According to statistics, nearly 65% of new shows that premiere on television in a single year are cancelled.  And this is within the period between the first and second season. These are the facts of modern day entertainment. while most viewers are disappointed when their favourite TV series comes to an untimely end, it’s nothing that warrants drastic action or anything beyond an angry Facebook post aimed at the responsible network. This is in no way due to the lack of passion or love for the show, it is a simple acceptance of a fact that seems unchangeable.  A fan is but one individual, and the network which produces the show is a large conglomerate, an entity with considerable power and influence. What can be realistically achieved by a single act of protest?

And then there’s the argument that there are far more atrocious injustices taking place on a global scale which makes fighting or spending time on a cancelled television show seem rather senseless or even frivolous. At the end of the day, it’s a TV show, there are people around the world who are starving, wars and pestilence which are ravaging entire nations.  Aren’t there worthier causes on which to spend one’s energy? The choice seems all too clear. Once again.
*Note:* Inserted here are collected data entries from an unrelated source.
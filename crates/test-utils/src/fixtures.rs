//! Common test fixtures for feature collection tests.
//!
//! The fixture query and catalogue agree with each other: every product the
//! five pipelines load exists on the same 4x3 EASE-Grid 2.0 grid, with
//! observations inside every configured window.

use crop_common::GeoBox;
use feature_cube::{MemorySource, QueryConfig, RasterStack};
use std::path::Path;

use crate::generators::*;

/// Grid width of the fixture catalogue.
pub const FIXTURE_WIDTH: usize = 4;

/// Grid height of the fixture catalogue.
pub const FIXTURE_HEIGHT: usize = 3;

/// A complete query whose footprint covers the fixture grid exactly.
pub const SAMPLE_QUERY_YAML: &str = r#"
footprint:
  bbox: [0, 0, 40, 30]
  crs: "EPSG:6933"
output_crs: "EPSG:6933"
resolution: [10, -10]
annual_geomedian_times:
  y1: "2020-01-01"
semiannual_geomedian_times:
  h1: "2020-01-01"
  h2: "2020-07-01"
monthly_ndvi_time_range: ["2020-01", "2020-03"]
ls_fc_cover_times:
  b1: "2020-01-01/2020-02-28"
  b2: "2020-03-01/2020-04-30"
"#;

/// Bands the fixture query must produce, one per product family.
pub const EXPECTED_SAMPLE_BANDS: [&str; 5] =
    ["blue_s2_y1", "NDVI_s2_y1", "ndvi_mean_0", "bs_mean_b1", "slope"];

/// The grid every fixture product sits on.
pub fn fixture_geobox() -> GeoBox {
    create_test_geobox(FIXTURE_WIDTH, FIXTURE_HEIGHT)
}

/// [`SAMPLE_QUERY_YAML`], parsed.
///
/// # Panics
///
/// Panics if the fixture no longer parses.
pub fn sample_query() -> QueryConfig {
    QueryConfig::from_yaml_str(SAMPLE_QUERY_YAML).expect("fixture query parses")
}

/// Every product of the fixture catalogue, by name.
///
/// Fractional cover has a 16-day Landsat cadence through April; WOfS
/// observations share its timestamps and flag pixel 1 as wet.
pub fn sample_products() -> Vec<(&'static str, RasterStack)> {
    let geobox = fixture_geobox();
    let landsat_times = create_regular_times(utc_date(2020, 1, 3), 8, 16);

    vec![
        (
            "gm_s2_annual",
            create_s2_geomedian_stack(&geobox, vec![utc_date(2020, 1, 1), utc_date(2021, 1, 1)]),
        ),
        (
            "gm_s2_semiannual",
            create_s2_geomedian_stack(&geobox, vec![utc_date(2020, 1, 1), utc_date(2020, 7, 1)]),
        ),
        (
            "ndvi_anomaly",
            create_ndvi_anomaly_stack(&geobox, create_monthly_times(2020, 6)),
        ),
        ("fc_ls", create_fc_stack(&geobox, landsat_times.clone())),
        ("wofs_ls", create_wofs_stack(&geobox, landsat_times, Some(1))),
        ("dem_srtm_deriv", create_slope_stack(&geobox)),
    ]
}

/// An in-memory catalogue holding [`sample_products`].
pub fn sample_catalog() -> MemorySource {
    sample_products()
        .into_iter()
        .fold(MemorySource::new(), |source, (product, stack)| {
            source.with_product(product, stack)
        })
}

/// Write each product as `<dir>/<product>.json`, the layout
/// [`MemorySource::from_dir`] reads.
pub fn write_catalog(dir: &Path, products: &[(&str, RasterStack)]) -> std::io::Result<()> {
    for (product, stack) in products {
        let json = serde_json::to_string(stack)
            .map_err(|e| std::io::Error::new(std::io::ErrorKind::InvalidData, e))?;
        std::fs::write(dir.join(format!("{}.json", product)), json)?;
    }
    Ok(())
}

#[cfg(test)]
mod tests {
    use super::*;

    #[test]
    fn test_sample_query_parses() {
        let query = sample_query();
        assert_eq!(query.annual_geomedian_times.len(), 1);
        assert_eq!(query.ls_fc_cover_times.len(), 2);
    }

    #[test]
    fn test_catalog_round_trips_through_disk() {
        let dir = tempfile::tempdir().unwrap();
        write_catalog(dir.path(), &sample_products()).unwrap();

        let source = MemorySource::from_dir(dir.path()).unwrap();
        assert_eq!(
            source.products(),
            vec!["dem_srtm_deriv", "fc_ls", "gm_s2_annual", "gm_s2_semiannual", "ndvi_anomaly", "wofs_ls"]
        );
    }
}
This kind of argument would apply to a linear world, a place in which value and worthiness can be quantified, measured on a scale with value allocated accordingly. Is satisfying someone’s hunger more or less worthy than lifting someone depression or providing hope to those with suicidal ideation? What’s more empowering? Giving someone a sandwich? Or helping them understand the inherent value in their lives and possibilities for improvement? How can we quantify and calculate the impact of self-awareness, overcoming beliefs steeped in prejudices and hatred? Or the significance of finding the courage to listen to your intuition in spite of what odds and oppositions are stacked against you? Why is a piece of exquisite art any less worthy of fighting for than a plot of land, a borderline, a way of life or a religious ideology? It is perhaps, the most influential medium of all, the great leveller, which lets us see ourselves and others without cultural and societal filters. Sometimes, a flatscreen is more useful than a bed to call one’s own. “The bed keeps you in a slum, the flatscreen takes you out” Capheus declares, out to understand, touch and feel worlds beyond our limited existences and communities.  It is what connects us to what it means to be human and no other piece of entertainment has ever explored it as deliberately as Sense8.

Sense8 was cancelled after only 2 seasons but was renewed a month later due to the persistence of a fan movement that followed this instilled instinct that art is love made public and what they so dearly loved is worth fighting for. And the show’s message of inclusivity and that each “I ” is Also a “We” is what propelled more than 500,000 fans around the world to let their voices be heard and campaign for a show which taught them both the value of their voices as well as the value of art. Separation just may as well be an illusion as half a million individuals who have never crossed paths except in their collective love of a single piece of art stood up to one of the world’s largest internet streaming services and entertainment networks and won. Therein lies the difference.The narrative has been altered. An almost missable alteration perhaps, but one that will have a ripple effect on the future generations who may take the road less travelled, Sense8ing the potential for change we all hold in our hearts.